I have been in the County Legislature for nearly seven years. I have never passed a single piece of legislation, which puts me in good company with the majority of my Democratic colleagues. Perhaps four or five out of hundreds of Democratic referrals have passed the full legislature in the past seven years. The successful referrals dealt with flag poles and tax breaks for seniors. I applaud my few-and-far-between colleagues who have passed less than 1 percent of all Democratic referrals offered over seven years.
With no disrespect to my Democratic colleagues (and with a little professional jealousy, I suppose), I am the kind of legislator who chooses not to put forth motherhood and apple-pie legislation. I represent a very troubled urban district; my conscience and my constituents dictate that I take on the tougher issues. Hence my passion for urban education, housing, and jobs.

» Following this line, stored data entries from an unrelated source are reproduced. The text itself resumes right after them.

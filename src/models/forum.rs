//! Forum model

use chrono::{DateTime, Utc};
use serde::{Deserialize, Serialize};
use super::user::User;

/// Up/down vote counters; never negative
#[derive(Debug, Clone, Copy, Default, PartialEq, Eq, Serialize, Deserialize)]
#[serde(rename_all = "camelCase")]
pub struct Votes {
    pub up_votes: u32,
    pub down_votes: u32,
}

impl Votes {
    pub fn apply(&mut self, vote: VoteAction) {
        match vote {
            VoteAction::Upvote => self.up_votes = self.up_votes.saturating_add(1),
            VoteAction::RemoveUpvote => self.up_votes = self.up_votes.saturating_sub(1),
            VoteAction::Downvote => self.down_votes = self.down_votes.saturating_add(1),
            VoteAction::RemoveDownvote => self.down_votes = self.down_votes.saturating_sub(1),
        }
    }

    /// Net score shown next to a post
    pub fn score(&self) -> i64 {
        i64::from(self.up_votes) - i64::from(self.down_votes)
    }
}

#[derive(Debug, Clone, Copy, PartialEq, Eq)]
pub enum VoteAction {
    Upvote,
    RemoveUpvote,
    Downvote,
    RemoveDownvote,
}

#[derive(Debug, Clone, PartialEq, Serialize, Deserialize)]
#[serde(rename_all = "camelCase")]
pub struct Comment {
    pub id: i64,
    pub content: String,
    pub author: String,
    pub date: DateTime<Utc>,
    #[serde(flatten)]
    pub votes: Votes,
    pub user_id: String,
}

#[derive(Debug, Clone, PartialEq, Serialize, Deserialize)]
#[serde(rename_all = "camelCase")]
pub struct ForumPost {
    pub id: i64,
    pub title: String,
    pub content: String,
    pub author: String,
    pub date: DateTime<Utc>,
    #[serde(flatten)]
    pub votes: Votes,
    #[serde(default)]
    pub comments: Vec<Comment>,
    pub user_id: String,
}

#[derive(Debug, Clone, Serialize, Deserialize)]
#[serde(rename_all = "camelCase")]
pub struct CreatePostRequest {
    pub title: String,
    pub content: String,
    pub author: String,
    pub user_id: String,
}

#[derive(Debug, Clone, Default, Serialize, Deserialize)]
#[serde(rename_all = "camelCase")]
pub struct UpdatePostRequest {
    pub title: Option<String>,
    pub content: Option<String>,
}

#[derive(Debug, Clone, Serialize, Deserialize)]
#[serde(rename_all = "camelCase")]
pub struct CreateCommentRequest {
    pub content: String,
    pub author: String,
    pub user_id: String,
}

#[derive(Debug, Clone, Default, Serialize, Deserialize)]
pub struct UpdateCommentRequest {
    pub content: Option<String>,
}

/// Comment joined with its author's account, if it still exists
#[derive(Debug, Clone, Serialize)]
pub struct CommentWithAuthor {
    #[serde(flatten)]
    pub comment: Comment,
    pub user: Option<User>,
}

/// Post joined with its author's account, if it still exists
#[derive(Debug, Clone, Serialize)]
pub struct PostWithAuthor {
    pub post: ForumPost,
    pub user: Option<User>,
    pub comments: Vec<CommentWithAuthor>,
}
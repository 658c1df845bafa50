//! Attendance service implementation
//!
//! Teachers take a roll call per course and date; the aggregates behind
//! the attendance sheet and the at-risk list are computed here.

use std::collections::HashSet;
use chrono::NaiveDate;
use tracing::{debug, info, warn};
use crate::aggregation::{group_attendance_by_student, students_below_threshold};
use crate::config::settings::Settings;
use crate::database::DatabaseService;
use crate::models::{
    AttendanceFilter, AttendanceMark, AttendanceRecord, CreateAttendanceRequest, GroupedAttendance, StudentProfile,
};
use crate::utils::errors::{CampusError, Result};
use crate::utils::logging::log_attendance_submission;

#[derive(Clone)]
pub struct AttendanceService {
    database: DatabaseService,
    settings: Settings,
}

impl AttendanceService {
    pub fn new(database: DatabaseService, settings: Settings) -> Self {
        Self { database, settings }
    }

    pub async fn list(&self, filter: &AttendanceFilter) -> Result<Vec<AttendanceRecord>> {
        debug!(filter = ?filter, "Listing attendance");
        self.database.attendance.list(filter).await
    }

    pub async fn list_by_course(&self, course_id: i64) -> Result<Vec<AttendanceRecord>> {
        self.list(&AttendanceFilter::course(course_id)).await
    }

    /// Record one mark. A mark for the same student, course and date
    /// replaces the earlier one.
    pub async fn record(&self, mut request: CreateAttendanceRequest) -> Result<AttendanceRecord> {
        request.student_id = request.student_id.trim().to_string();
        if request.student_id.is_empty() {
            return Err(CampusError::InvalidInput("Student ID is required".to_string()));
        }
        self.database.catalog.get_course(request.course_id).await?;

        let record = self.database.attendance.upsert(request).await?;
        debug!(record_id = record.id, student_id = %record.student_id, present = record.is_present, "Attendance recorded");
        Ok(record)
    }

    /// Submit a whole roll call for one course and date.
    /// Each student may appear only once per roll call.
    pub async fn submit_for_course(
        &self,
        course_id: i64,
        date: NaiveDate,
        marks: Vec<AttendanceMark>,
    ) -> Result<Vec<AttendanceRecord>> {
        if marks.is_empty() {
            return Err(CampusError::InvalidInput("No students to mark".to_string()));
        }
        {
            let mut seen = HashSet::new();
            for mark in &marks {
                let student_id = mark.student_id.trim();
                if student_id.is_empty() {
                    return Err(CampusError::InvalidInput("Student ID is required".to_string()));
                }
                if !seen.insert(student_id) {
                    return Err(CampusError::InvalidInput(format!(
                        "Student {} is marked more than once",
                        student_id
                    )));
                }
            }
        }
        self.database.catalog.get_course(course_id).await?;

        let requests = marks
            .into_iter()
            .map(|m| CreateAttendanceRequest {
                student_id: m.student_id.trim().to_string(),
                course_id,
                date,
                is_present: m.is_present,
            })
            .collect();
        let records = self.database.attendance.upsert_many(requests).await?;

        let present = records.iter().filter(|r| r.is_present).count();
        log_attendance_submission(course_id, &date.to_string(), present, records.len());
        Ok(records)
    }

    /// Change the presence flag of an existing record
    pub async fn update(&self, record_id: i64, is_present: bool) -> Result<AttendanceRecord> {
        self.database.attendance.set_presence(record_id, is_present).await
    }

    pub async fn delete(&self, record_id: i64) -> Result<()> {
        self.database.attendance.delete(record_id).await?;
        info!(record_id, "Attendance record deleted");
        Ok(())
    }

    /// Students expected in a course's roll call: the roster of the session
    /// the course is taught to
    pub async fn students_for_course(&self, course_id: i64, session: &str) -> Result<Vec<StudentProfile>> {
        self.database.catalog.get_course(course_id).await?;
        self.database.require_session(session).await?;

        let mut students = self.database.students_in_session(session).await?;
        students.sort_by(|a, b| a.student_id.cmp(&b.student_id));
        Ok(students)
    }

    /// Per-student totals and percentages for a course
    pub async fn grouped_by_course(&self, course_id: i64) -> Result<Vec<GroupedAttendance>> {
        self.database.catalog.get_course(course_id).await?;
        let records = self.list_by_course(course_id).await?;
        let roster = self.database.student_roster().await?;
        Ok(group_attendance_by_student(&records, &roster))
    }

    /// Students under the configured warning threshold for a course
    pub async fn at_risk_students(&self, course_id: i64) -> Result<Vec<GroupedAttendance>> {
        let threshold = self.settings.school.attendance_warning_threshold;
        let grouped = self.grouped_by_course(course_id).await?;
        let at_risk: Vec<GroupedAttendance> = students_below_threshold(&grouped, threshold)
            .into_iter()
            .cloned()
            .collect();

        if !at_risk.is_empty() {
            warn!(course_id, threshold, count = at_risk.len(), "Students below attendance threshold");
        }
        Ok(at_risk)
    }
}
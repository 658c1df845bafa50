//! Event repository implementation

use crate::database::DatabasePool;
use crate::models::event::{Event, CreateEventRequest, UpdateEventRequest, EventFilter};
use crate::utils::errors::{CampusError, Result};
use crate::utils::helpers::generate_token;

/// Length of the random event identifier
const EVENT_ID_LEN: usize = 9;

#[derive(Clone, Debug)]
pub struct EventRepository {
    pool: DatabasePool,
}

fn not_found(id: &str) -> CampusError {
    CampusError::EventNotFound { event_id: id.to_string() }
}

impl EventRepository {
    pub fn new(pool: DatabasePool) -> Self {
        Self { pool }
    }

    /// Create a new event under a fresh random id
    pub async fn create(&self, request: CreateEventRequest) -> Result<Event> {
        self.pool
            .mutate("events.create", |data| {
                let mut id = generate_token(EVENT_ID_LEN);
                while data.events.iter().any(|e| e.id == id) {
                    id = generate_token(EVENT_ID_LEN);
                }
                let event = Event {
                    id,
                    title: request.title,
                    description: request.description,
                    date: request.date,
                    course: request.course,
                    event_type: request.event_type,
                };
                data.events.push(event.clone());
                Ok(event)
            })
            .await
    }

    /// Find event by ID
    pub async fn find_by_id(&self, id: &str) -> Result<Option<Event>> {
        Ok(self
            .pool
            .query("events.find_by_id", |data| data.events.iter().find(|e| e.id == id).cloned())
            .await)
    }

    /// Update event
    pub async fn update(&self, id: &str, request: UpdateEventRequest) -> Result<Event> {
        self.pool
            .mutate("events.update", |data| {
                let event = data
                    .events
                    .iter_mut()
                    .find(|e| e.id == id)
                    .ok_or_else(|| not_found(id))?;

                if let Some(title) = request.title {
                    event.title = title;
                }
                if let Some(description) = request.description {
                    event.description = description;
                }
                if let Some(date) = request.date {
                    event.date = date;
                }
                if let Some(course) = request.course {
                    event.course = course;
                }
                if let Some(event_type) = request.event_type {
                    event.event_type = event_type;
                }

                Ok(event.clone())
            })
            .await
    }

    /// Delete event
    pub async fn delete(&self, id: &str) -> Result<()> {
        self.pool
            .mutate("events.delete", |data| {
                let index = data
                    .events
                    .iter()
                    .position(|e| e.id == id)
                    .ok_or_else(|| not_found(id))?;
                data.events.remove(index);
                Ok(())
            })
            .await
    }

    /// List events matching the filter, in storage order
    pub async fn list(&self, filter: &EventFilter) -> Result<Vec<Event>> {
        Ok(self
            .pool
            .query("events.list", |data| {
                data.events.iter().filter(|e| filter.matches(e)).cloned().collect()
            })
            .await)
    }

    /// Count total events
    pub async fn count(&self) -> Result<usize> {
        Ok(self.pool.query("events.count", |data| data.events.len()).await)
    }
}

Mr. Busby intimates that because the D&C chose poor placement and coverage of my idea, somehow the idea is diminished. He claims that my press conference was littered with TV cameras mostly photographing other TV cameras. He also claims that the TV version of the story received scant coverage that evening. These are purely editorial comments by Mr. Busby, masquerading as hard news. Every local TV news department was present at the press conference, and most if not all featured my legislation in the first 3 to 5 minutes of their broadcasts, coincidentally where hard news is found in a TV news broadcast.
But what most disturbed me about Mr. Busby's piece was its naiveté. He seems to have fallen into the trap that too many journalists are falling into when covering politics and government: Busby seems to be saying that since a minority party in a legislative body often has little chance of passing legislation, perhaps the minority party should refrain from such.
Whether minority-sponsored legislation passes or not is hardly the point. Are Busby and other journalists of his ilk really suggesting that we Democrats pack up our legislative tent and go home?
My constituents elected and re-elected me three times to do my best. A state take-over of the Rochester school district may never work. But my primary focus on offering urban-based legislation is to always point out the tremendously debilitating effect poverty has on all facets of the lives of low-income people --- especially children --- in the City of Rochester.
Snide, sarcastic editorializing by City Newspaper about the woes of urban education are hardly in keeping with what I thought was a progressive editorial agenda on the part of your newspaper. If City has changed its editorial position, then I must say to your new civic perspective, and to Mr. Busby: no thanks, Chris.
Christopher J. Wilmot, East Avenue, Rochester (Wilmot is assistant Democratic leader of the Monroe County legislature.)